Task to carry out | After repeating the line containing "are dispatched by", stop; until then, repeat each line of the listing below exactly, starting with the first.

....

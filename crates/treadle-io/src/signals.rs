//! Process signal wiring for the daemon.
//!
//! - `SIGHUP` requests a preset reload.
//! - `SIGTERM` requests a clean shutdown.
//! - `SIGINT` (Ctrl+C) requests a clean shutdown through `ctrlc`.
//!
//! `SIGHUP` and `SIGTERM` share one listener thread and are dispatched by
//! signal number. `ctrlc` is built without its `termination` feature so it
//! only ever owns `SIGINT`.
//!
//! Handlers only set a flag and wake the control thread; all real work
//! happens on the control thread after its wait returns.

use std::sync::Arc;
use std::sync::atomic::{AtomicBool, Ordering};
use std::thread::{self, JoinHandle};

use signal_hook::consts::{SIGHUP, SIGTERM};
use signal_hook::iterator::{Handle, Signals};
use treadle_core::ReloadRequests;

use crate::Result;
use crate::channel::Waker;

/// A running `SIGHUP`/`SIGTERM` listener. Stopped by
/// [`SignalListener::close`] or drop.
pub struct SignalListener {
    handle: Handle,
    thread: Option<JoinHandle<()>>,
}

impl SignalListener {
    /// Stops listening and joins the listener thread.
    pub fn close(mut self) {
        self.shutdown();
    }

    fn shutdown(&mut self) {
        self.handle.close();
        if let Some(thread) = self.thread.take() {
            let _ = thread.join();
        }
    }
}

impl Drop for SignalListener {
    fn drop(&mut self) {
        self.shutdown();
    }
}

/// Listens for `SIGHUP` (reload) and `SIGTERM` (shutdown).
pub fn install_signal_listener(
    requests: ReloadRequests,
    running: Arc<AtomicBool>,
    waker: Waker,
) -> Result<SignalListener> {
    let mut signals = Signals::new([SIGHUP, SIGTERM])?;
    let handle = signals.handle();
    let thread = thread::Builder::new()
        .name("treadle-signals".into())
        .spawn(move || {
            for signal in signals.forever() {
                match signal {
                    SIGHUP => {
                        tracing::info!("SIGHUP received, reload requested");
                        requests.request();
                    }
                    SIGTERM => {
                        tracing::info!("SIGTERM received, shutting down");
                        running.store(false, Ordering::SeqCst);
                    }
                    other => tracing::debug!(signal = other, "ignoring signal"),
                }
                waker.wake();
            }
        })?;
    Ok(SignalListener {
        handle,
        thread: Some(thread),
    })
}

/// Clears `running` and wakes the control thread on SIGINT.
///
/// Can only be installed once per process.
pub fn install_interrupt_handler(running: Arc<AtomicBool>, waker: Waker) -> Result<()> {
    ctrlc::set_handler(move || {
        running.store(false, Ordering::SeqCst);
        waker.wake();
    })?;
    Ok(())
}

#[cfg(test)]
mod tests {
    use super::*;
    use crate::channel::channel_input;
    use std::time::{Duration, Instant};
    use treadle_platform::InputSource;

    #[test]
    fn test_sighup_sets_reload_flag() {
        let (_tx, mut input) = channel_input();
        let requests = ReloadRequests::new();
        let running = Arc::new(AtomicBool::new(true));
        let listener = install_signal_listener(requests.clone(), Arc::clone(&running), input.waker()).unwrap();

        signal_hook::low_level::raise(SIGHUP).unwrap();

        let deadline = Instant::now() + Duration::from_secs(5);
        while !requests.is_pending() && Instant::now() < deadline {
            let _ = input.sample_key_bitmap(Duration::from_millis(50));
        }
        assert!(requests.take());
        assert!(running.load(Ordering::SeqCst));
        listener.close();
    }
}
//! The audio graph as seen by the routing engine.
//!
//! # Design
//!
//! Treadle does not run audio. It rewires a graph owned by another process
//! (a JACK server on the pedal) through the four calls of [`GraphRuntime`].
//! The trait is the only place the engine touches the outside world, which
//! keeps every routing decision testable against [`MemoryGraph`].
//!
//! Backends report "already in the requested state" as
//! [`GraphError::AlreadyConnected`] / [`GraphError::NotConnected`]; the
//! transitioner treats those as success. Everything else is a real failure
//! unless re-querying live state shows the call took effect anyway.

mod memory;

pub use memory::{Fault, GraphCall, MemoryGraph};

use std::fmt;

use thiserror::Error;

/// Errors reported by a graph backend.
#[derive(Debug, Clone, PartialEq, Eq, Error)]
pub enum GraphError {
    /// The two ports are already connected.
    #[error("ports are already connected")]
    AlreadyConnected,

    /// The two ports are not connected.
    #[error("ports are not connected")]
    NotConnected,

    /// A port does not exist in the graph.
    #[error("no such port: {0}")]
    NoSuchPort(String),

    /// Any other backend failure.
    #[error("graph backend error: {0}")]
    Backend(String),
}

impl GraphError {
    /// Returns true if this error means `op` found the graph already in the
    /// state it was asked to produce.
    pub fn is_success_equivalent_for(&self, op: GraphOp) -> bool {
        matches!(
            (op, self),
            (GraphOp::Connect, GraphError::AlreadyConnected) | (GraphOp::Disconnect, GraphError::NotConnected)
        )
    }
}

/// The two mutating graph operations.
#[derive(Debug, Clone, Copy, PartialEq, Eq, Hash)]
pub enum GraphOp {
    /// Create a connection.
    Connect,
    /// Break a connection.
    Disconnect,
}

impl GraphOp {
    /// The `is_connected` answer this operation aims for.
    pub const fn desired_state(self) -> bool {
        matches!(self, GraphOp::Connect)
    }
}

impl fmt::Display for GraphOp {
    fn fmt(&self, f: &mut fmt::Formatter<'_>) -> fmt::Result {
        match self {
            GraphOp::Connect => f.write_str("connect"),
            GraphOp::Disconnect => f.write_str("disconnect"),
        }
    }
}

/// A live, mutable port graph.
///
/// Port arguments are full port names (`client:port`). Implementations are
/// driven from a single control thread.
pub trait GraphRuntime {
    /// Lists port names, optionally filtered by owner and type patterns.
    ///
    /// Pattern semantics are backend-defined (JACK uses regular expressions;
    /// [`MemoryGraph`] uses substring matching).
    fn list_ports(&self, owner_pattern: Option<&str>, type_pattern: Option<&str>) -> Vec<String>;

    /// Returns true if `a` and `b` are connected, in either direction.
    fn is_connected(&self, a: &str, b: &str) -> bool;

    /// Connects `source` to `destination`.
    fn connect(&mut self, source: &str, destination: &str) -> Result<(), GraphError>;

    /// Disconnects `source` from `destination`.
    fn disconnect(&mut self, source: &str, destination: &str) -> Result<(), GraphError>;
}

impl<G: GraphRuntime + ?Sized> GraphRuntime for Box<G> {
    fn list_ports(&self, owner_pattern: Option<&str>, type_pattern: Option<&str>) -> Vec<String> {
        (**self).list_ports(owner_pattern, type_pattern)
    }

    fn is_connected(&self, a: &str, b: &str) -> bool {
        (**self).is_connected(a, b)
    }

    fn connect(&mut self, source: &str, destination: &str) -> Result<(), GraphError> {
        (**self).connect(source, destination)
    }

    fn disconnect(&mut self, source: &str, destination: &str) -> Result<(), GraphError> {
        (**self).disconnect(source, destination)
    }
}

#[cfg(test)]
mod tests {
    use super::*;

    #[test]
    fn test_success_equivalence() {
        assert!(GraphError::AlreadyConnected.is_success_equivalent_for(GraphOp::Connect));
        assert!(GraphError::NotConnected.is_success_equivalent_for(GraphOp::Disconnect));
        assert!(!GraphError::AlreadyConnected.is_success_equivalent_for(GraphOp::Disconnect));
        assert!(!GraphError::Backend("x".into()).is_success_equivalent_for(GraphOp::Connect));
    }

    #[test]
    fn test_boxed_runtime_forwards() {
        let mut graph: Box<dyn GraphRuntime> = Box::new(MemoryGraph::new());
        graph.connect("a:out", "b:in").unwrap();
        assert!(graph.is_connected("b:in", "a:out"));
        graph.disconnect("a:out", "b:in").unwrap();
        assert!(!graph.is_connected("a:out", "b:in"));
    }

    #[test]
    fn test_op_display() {
        assert_eq!(GraphOp::Connect.to_string(), "connect");
        assert_eq!(GraphOp::Disconnect.to_string(), "disconnect");
        assert!(GraphOp::Connect.desired_state());
        assert!(!GraphOp::Disconnect.desired_state());
    }
}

....

Exercise solution |
filename crates/treadle-io/src/signals.rs
//! Process signal wiring for the daemon.
//!
//! - `SIGHUP` requests a preset reload.
//! - `SIGTERM` requests a clean shutdown.
//! - `SIGINT` (Ctrl+C) requests a clean shutdown through `ctrlc`.
//!
//! `SIGHUP` and `SIGTERM` share one listener thread and are dispatched by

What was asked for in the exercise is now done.